The current status of Pakistan's nuclear export network is unclear, although most official U.S.
reports indicate that, at the least, it has been damaged considerably. Director of National
Intelligence John D. Negroponte implied that the network had been dismantled when he asserted

in a January 11, 2007, statement to the Senate Select Committee on Intelligence that "Pakistan
had been a major source of nuclear proliferation until the disruption of the A.Q. Khan network."90
More recently, a January 12, 2009, State Department press release said that the network "is no
longer operating." For its part, Pakistan's Foreign Office stated February 7, 2009, that Pakistan

"has dismantled the nuclear black market network." Asked during a July 20, 2009, interview
whether North Korea was transferring "nuclear weapons" or related advice to North Korea,
Secretary of State Hillary Clinton replied that there is "no evidence" that Pakistan is doing so.
However, when asked about the network's current status during a July 25, 2007, Senate Foreign

Relations Committee hearing, Undersecretary for Political Affairs Nicholas Burns replied that:
I cannot assert that no part of that network exists, but it's my understanding based on our
conversations with the Pakistanis that the network has been fundamentally dismantled.
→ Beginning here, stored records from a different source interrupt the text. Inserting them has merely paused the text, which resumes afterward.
//! The retrying request helper and its typed operations.
//!
//! [`DmpClient`] performs one logical HTTP operation per call: each attempt is
//! bound to its own timeout, transient failures (5xx, timeout, transport) are
//! retried with capped exponential backoff, and everything else surfaces
//! immediately. Timing out one attempt never cancels the retry sequence.

mod ops;

// crates.io
use reqwest::RequestBuilder;
// self
use crate::{
	_prelude::*,
	auth::TokenCache,
	config::{AuthMode, Settings},
	error::{ConfigError, TransientError, TransportError},
	http::{self, ReqwestHttpClient},
	obs::{self, RequestKind, RequestOutcome, RequestSpan},
	retry::{FailureClass, RetryPolicy},
};

/// Client for the DMP analysis service.
///
/// Stateless across calls except for the shared [`TokenCache`]; clones of the
/// underlying transport share the same connection pool.
pub struct DmpClient {
	/// Immutable settings resolved at startup.
	pub settings: Arc<Settings>,
	/// HTTP client wrapper used for every outbound request.
	pub http: ReqwestHttpClient,
	token_cache: Option<Arc<TokenCache>>,
	policy: RetryPolicy,
}
impl DmpClient {
	/// Creates a client with the crate's default transport.
	pub fn new(settings: Settings) -> Result<Self> {
		let http = ReqwestHttpClient::new()?;

		Ok(Self::with_http_client(Arc::new(settings), http))
	}

	/// Creates a client that reuses the caller-provided transport.
	///
	/// A [`TokenCache`] is provisioned automatically unless auth is disabled.
	pub fn with_http_client(settings: Arc<Settings>, http: ReqwestHttpClient) -> Self {
		let policy = RetryPolicy::api(&settings);
		let token_cache = (!matches!(settings.auth_mode, AuthMode::Disabled))
			.then(|| Arc::new(TokenCache::new(settings.clone(), http.clone())));

		Self { settings, http, token_cache, policy }
	}

	/// Replaces the API retry policy.
	pub fn with_retry_policy(mut self, policy: RetryPolicy) -> Self {
		self.policy = policy;

		self
	}

	/// Shares an existing token cache (e.g. across several clients).
	pub fn with_token_cache(mut self, cache: Arc<TokenCache>) -> Self {
		self.token_cache = Some(cache);

		self
	}

	/// Returns the token cache, when auth is enabled.
	pub fn token_cache(&self) -> Option<&Arc<TokenCache>> {
		self.token_cache.as_ref()
	}

	/// Performs one logical request with bounded retries.
	///
	/// `build` is invoked once per attempt so non-replayable bodies (multipart) can
	/// be reconstructed. On a 2xx response a declared-JSON body is parsed and
	/// returned; any other body yields an empty JSON object.
	pub async fn request<F>(&self, kind: RequestKind, build: F) -> Result<serde_json::Value>
	where
		F: Fn(&ReqwestClient) -> RequestBuilder,
	{
		let span = RequestSpan::new(kind, "request");

		obs::record_request_outcome(kind, RequestOutcome::Attempt);

		let result = span.instrument(self.run_attempts(kind, build)).await;

		match &result {
			Ok(_) => obs::record_request_outcome(kind, RequestOutcome::Success),
			Err(_) => obs::record_request_outcome(kind, RequestOutcome::Failure),
		}

		result
	}

	/// Issues `GET {base_url}{endpoint}` through the retrying helper.
	pub async fn get(&self, endpoint: &str) -> Result<serde_json::Value> {
		let url = self.endpoint_url(endpoint)?;

		self.request(RequestKind::Api, move |client| client.get(url.clone())).await
	}

	/// Issues `POST {base_url}{endpoint}` with a JSON body through the retrying
	/// helper.
	pub async fn post_json<T>(&self, endpoint: &str, body: &T) -> Result<serde_json::Value>
	where
		T: Serialize,
	{
		let url = self.endpoint_url(endpoint)?;

		self.request(RequestKind::Api, move |client| client.post(url.clone()).json(body)).await
	}

	async fn run_attempts<F>(&self, kind: RequestKind, build: F) -> Result<serde_json::Value>
	where
		F: Fn(&ReqwestClient) -> RequestBuilder,
	{
		let mut retries = 0;

		loop {
			let builder = self.prepare(build(&self.http)).await?;

			match self.attempt(builder, retries + 1).await {
				Ok(value) => return Ok(value),
				Err(error) => {
					if failure_class(&error) == FailureClass::Retryable
						&& retries < self.policy.max_retries
					{
						retries += 1;

						obs::record_request_outcome(kind, RequestOutcome::Retry);
						tokio::time::sleep(self.policy.backoff_delay(retries)).await;

						continue;
					}

					return Err(error);
				},
			}
		}
	}

	/// Attaches the configured credential to an outgoing request.
	async fn prepare(&self, builder: RequestBuilder) -> Result<RequestBuilder> {
		match self.settings.auth_mode {
			AuthMode::Disabled => Ok(builder),
			AuthMode::BearerHeader => {
				let token = self.require_cache()?.access_token().await?;

				Ok(builder.bearer_auth(token.expose()))
			},
			AuthMode::QueryParameter => {
				let token = self.require_cache()?.access_token().await?;

				Ok(builder.query(&[("access_token", token.expose())]))
			},
		}
	}

	async fn attempt(&self, builder: RequestBuilder, attempt: u32) -> Result<serde_json::Value> {
		let timeout = self.policy.attempt_timeout;
		let response = builder.timeout(timeout).send().await.map_err(|error| {
			if error.is_timeout() {
				Error::from(TransientError::Timeout {
					timeout_ms: timeout.as_millis() as u64,
					attempts: attempt,
				})
			} else if error.is_builder() {
				ConfigError::request_build(error).into()
			} else {
				TransportError::from(error).into()
			}
		})?;
		let status = response.status();

		if status.is_success() {
			if !http::declares_json(response.headers()) {
				return Ok(serde_json::Value::Object(serde_json::Map::new()));
			}

			let bytes = response.bytes().await.map_err(TransportError::from)?;
			let mut deserializer = serde_json::Deserializer::from_slice(&bytes);

			serde_path_to_error::deserialize(&mut deserializer)
				.map_err(|source| Error::Parse { source, status: Some(status.as_u16()) })
		} else {
			let retry_after = http::parse_retry_after(response.headers());
			let body = response.text().await.unwrap_or_default();

			if status.is_server_error() {
				Err(TransientError::Status {
					status: status.as_u16(),
					attempts: attempt,
					body,
					retry_after,
				}
				.into())
			} else {
				Err(Error::Client { status: status.as_u16(), body })
			}
		}
	}

	pub(crate) fn require_cache(&self) -> Result<&TokenCache> {
		self.token_cache.as_deref().ok_or_else(|| ConfigError::MissingProxyUrl.into())
	}

	/// Resolves an endpoint path against the configured base URL.
	///
	/// The base URL is known-valid from [`Settings`] construction, so a parse
	/// failure here is attributed to the endpoint.
	pub(crate) fn endpoint_url(&self, endpoint: &str) -> Result<Url> {
		let joined = format!("{}{endpoint}", self.settings.base_url.as_str().trim_end_matches('/'));

		Url::parse(&joined).map_err(|source| {
			ConfigError::InvalidEndpoint { endpoint: endpoint.to_owned(), source }.into()
		})
	}
}
impl Debug for DmpClient {
	fn fmt(&self, f: &mut Formatter) -> FmtResult {
		f.debug_struct("DmpClient")
			.field("base_url", &self.settings.base_url)
			.field("auth_mode", &self.settings.auth_mode)
			.field("policy", &self.policy)
			.finish()
	}
}

/// Decodes a parsed response body into a typed payload.
pub(crate) fn decode<T>(value: serde_json::Value) -> Result<T>
where
	T: serde::de::DeserializeOwned,
{
	serde_path_to_error::deserialize(value)
		.map_err(|source| Error::Parse { source, status: None })
}

fn failure_class(error: &Error) -> FailureClass {
	match error {
		Error::Transient(_) | Error::Transport(_) => FailureClass::Retryable,
		_ => FailureClass::Fatal,
	}
}

#[cfg(test)]
mod tests {
	// self
	use super::*;
	use crate::error::TokenFetchError;

	fn transient() -> Error {
		TransientError::Status { status: 503, attempts: 1, body: String::new(), retry_after: None }
			.into()
	}

	#[test]
	fn failure_class_retries_transient_and_transport_only() {
		assert_eq!(failure_class(&transient()), FailureClass::Retryable);
		assert_eq!(
			failure_class(&TransientError::Timeout { timeout_ms: 100, attempts: 1 }.into()),
			FailureClass::Retryable,
		);
		assert_eq!(
			failure_class(&Error::Client { status: 404, body: String::new() }),
			FailureClass::Fatal,
		);
		assert_eq!(
			failure_class(&ConfigError::MissingProxyUrl.into()),
			FailureClass::Fatal,
		);
		assert_eq!(
			failure_class(
				&TokenFetchError::Endpoint { status: 503, message: String::new() }.into(),
			),
			FailureClass::Fatal,
		);
	}

	#[test]
	fn endpoint_url_joins_cleanly() {
		let settings = Settings::builder()
			.base_url("https://api.example.com")
			.build()
			.expect("Settings fixture should build successfully.");
		let client = DmpClient::with_http_client(Arc::new(settings), ReqwestHttpClient::default());
		let url = client.endpoint_url("/health").expect("Endpoint URL should resolve.");

		assert_eq!(url.as_str(), "https://api.example.com/health");
	}

	#[test]
	fn endpoint_url_blames_the_endpoint_not_the_base() {
		let settings = Settings::builder()
			.base_url("https://api.example.com")
			.build()
			.expect("Settings fixture should build successfully.");
		let client = DmpClient::with_http_client(Arc::new(settings), ReqwestHttpClient::default());
		let err = client
			.endpoint_url(":not-a-port")
			.expect_err("A malformed endpoint should be rejected.");

		assert!(matches!(
			err,
			Error::Config(ConfigError::InvalidEndpoint { ref endpoint, .. })
				if endpoint == ":not-a-port",
		));
	}

	#[test]
	fn decode_reports_the_failing_path() {
		let value = serde_json::json!({ "status": 7 });
		let err = decode::<crate::api::HealthStatus>(value)
			.expect_err("Mistyped payload should fail to decode.");

		assert!(matches!(err, Error::Parse { status: None, .. }));
	}
}
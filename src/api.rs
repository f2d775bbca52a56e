//! Wire payloads exchanged with the analysis service and its auth proxy.

// self
use crate::_prelude::*;

/// Body returned by the auth proxy's token endpoint.
#[derive(Clone, Debug, Deserialize)]
pub struct TokenResponse {
	/// The bearer token value.
	pub access_token: String,
	/// Server-declared lifetime, in seconds.
	pub expires_in: i64,
}

/// Body returned by the health probe.
#[derive(Clone, Debug, PartialEq, Eq, Serialize, Deserialize)]
pub struct HealthStatus {
	/// Free-form status label; `"ok"` when the service is up.
	pub status: String,
}

/// Text analysis submission.
#[derive(Clone, Debug, PartialEq, Eq, Serialize, Deserialize)]
pub struct AnalyzeRequest {
	/// Checklist the document is evaluated against.
	pub checklist_id: String,
	/// Document text to analyze.
	pub text: String,
	/// Analysis configuration identifier.
	pub config_id: String,
	/// Email notified when the analysis completes.
	#[serde(skip_serializing_if = "Option::is_none")]
	pub user_email: Option<String>,
}
impl AnalyzeRequest {
	/// Creates a submission for the provided checklist/config pair.
	pub fn new(
		checklist_id: impl Into<String>,
		text: impl Into<String>,
		config_id: impl Into<String>,
	) -> Self {
		Self {
			checklist_id: checklist_id.into(),
			text: text.into(),
			config_id: config_id.into(),
			user_email: None,
		}
	}

	/// Attaches the notification email.
	pub fn with_user_email(mut self, email: impl Into<String>) -> Self {
		self.user_email = Some(email.into());

		self
	}
}

/// Receipt returned when an analysis is accepted.
#[derive(Clone, Debug, PartialEq, Eq, Serialize, Deserialize)]
pub struct AnalysisReceipt {
	/// Identifier of the queued analysis run.
	pub run_id: String,
	/// Token granting access to the run's results page.
	pub access_token: String,
}

/// A PDF document staged for upload.
///
/// The bytes are owned so the multipart body can be rebuilt for every retry
/// attempt; multipart streams cannot be replayed.
#[derive(Clone, Debug)]
pub struct PdfDocument {
	/// File name reported to the server.
	pub file_name: String,
	/// Raw PDF bytes.
	pub bytes: Vec<u8>,
}
impl PdfDocument {
	/// Wraps a named byte buffer.
	pub fn new(file_name: impl Into<String>, bytes: impl Into<Vec<u8>>) -> Self {
		Self { file_name: file_name.into(), bytes: bytes.into() }
	}
}

/// What a feedback submission targets.
#[derive(Clone, Copy, Debug, PartialEq, Eq, PartialOrd, Ord, Hash, Serialize, Deserialize)]
#[serde(rename_all = "snake_case")]
pub enum FeedbackKind {
	/// Feedback on one evaluated domain.
	Domain,
	/// Feedback on one checklist item.
	Item,
	/// Feedback on the analysis as a whole.
	Overall,
}
impl FeedbackKind {
	/// Returns the wire label for the kind.
	pub const fn as_str(self) -> &'static str {
		match self {
			FeedbackKind::Domain => "domain",
			FeedbackKind::Item => "item",
			FeedbackKind::Overall => "overall",
		}
	}
}
impl Display for FeedbackKind {
	fn fmt(&self, f: &mut Formatter) -> FmtResult {
		f.write_str(self.as_str())
	}
}

/// Reviewer's accuracy verdict on a domain or item.
#[derive(Clone, Copy, Debug, PartialEq, Eq, Serialize, Deserialize)]
#[serde(rename_all = "snake_case")]
pub enum AccuracyRating {
	/// The finding is accurate.
	Yes,
	/// The finding is accurate but not useful.
	NotUseful,
	/// The finding is inaccurate.
	No,
}

/// Accuracy + comment pair collected for a domain or item.
#[derive(Clone, Debug, Default, PartialEq, Eq, Serialize, Deserialize)]
pub struct FeedbackEntry {
	/// Accuracy verdict, when one was given.
	#[serde(skip_serializing_if = "Option::is_none")]
	pub accuracy: Option<AccuracyRating>,
	/// Free-form comment, when one was given.
	#[serde(skip_serializing_if = "Option::is_none")]
	pub comment: Option<String>,
}
impl FeedbackEntry {
	/// Returns `true` when neither an accuracy verdict nor a comment was given.
	pub fn is_empty(&self) -> bool {
		self.accuracy.is_none() && self.comment.is_none()
	}
}

/// Star rating + comment for the analysis as a whole.
#[derive(Clone, Debug, Default, PartialEq, Eq, Serialize, Deserialize)]
pub struct OverallFeedback {
	/// Rating from 1 to 5; 0 means not rated.
	pub rating: u8,
	/// Free-form comment.
	pub comment: String,
}
impl OverallFeedback {
	/// Returns `true` when no rating was given and the comment is empty.
	pub fn is_empty(&self) -> bool {
		self.rating == 0 && self.comment.is_empty()
	}
}

/// One feedback submission as posted to the service.
#[derive(Clone, Debug, PartialEq, Eq, Serialize, Deserialize)]
pub struct FeedbackSubmission {
	/// Analysis run the feedback belongs to.
	pub run_id: String,
	/// What the feedback targets.
	pub feedback_type: FeedbackKind,
	/// Domain or item identifier; absent for overall feedback.
	#[serde(skip_serializing_if = "Option::is_none")]
	pub id: Option<String>,
	/// The feedback payload itself.
	pub feedback: serde_json::Value,
}
impl FeedbackSubmission {
	/// Builds a domain or item submission.
	pub fn entry(
		run_id: impl Into<String>,
		kind: FeedbackKind,
		id: impl Into<String>,
		entry: &FeedbackEntry,
	) -> Result<Self> {
		Ok(Self {
			run_id: run_id.into(),
			feedback_type: kind,
			id: Some(id.into()),
			feedback: to_value(entry)?,
		})
	}

	/// Builds an overall submission.
	pub fn overall(run_id: impl Into<String>, overall: &OverallFeedback) -> Result<Self> {
		Ok(Self {
			run_id: run_id.into(),
			feedback_type: FeedbackKind::Overall,
			id: None,
			feedback: to_value(overall)?,
		})
	}
}

fn to_value<T>(value: &T) -> Result<serde_json::Value>
where
	T: Serialize,
{
	serde_json::to_value(value)
		.map_err(|error| crate::error::ConfigError::request_build(error).into())
}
But
to say that there are no elements in Pakistan, I'm not sure I could say that.
Similarly, the London-based International Institute for Strategic Studies found in a May 2007

report that "at least some of Khan's associates appear to have escaped law enforcement attention
and could ... resume their black-market business."91
Asked about Pakistan's cooperation in investigating the network, Burns acknowledged that the
United States has not had "personal, consistent access" to Khan, but added that he did not "have
all the details of everything we've done." Similarly, the IAEA has not yet been able to interview

Khan directly, according to an agency official. However, Islamabad has responded to written
questions from the IAEA and has been cooperative with the agency's investigation of Iran's
nuclear program.92 Khan himself told Dawn News TV May 29, 2008, that he would not cooperate with U.S. or IAEA investigators. A Pakistani Foreign Office spokesperson told reporters in May 2006 that the government considered the Khan investigation "closed"-a position an Office spokesperson reiterated February 6, 2009.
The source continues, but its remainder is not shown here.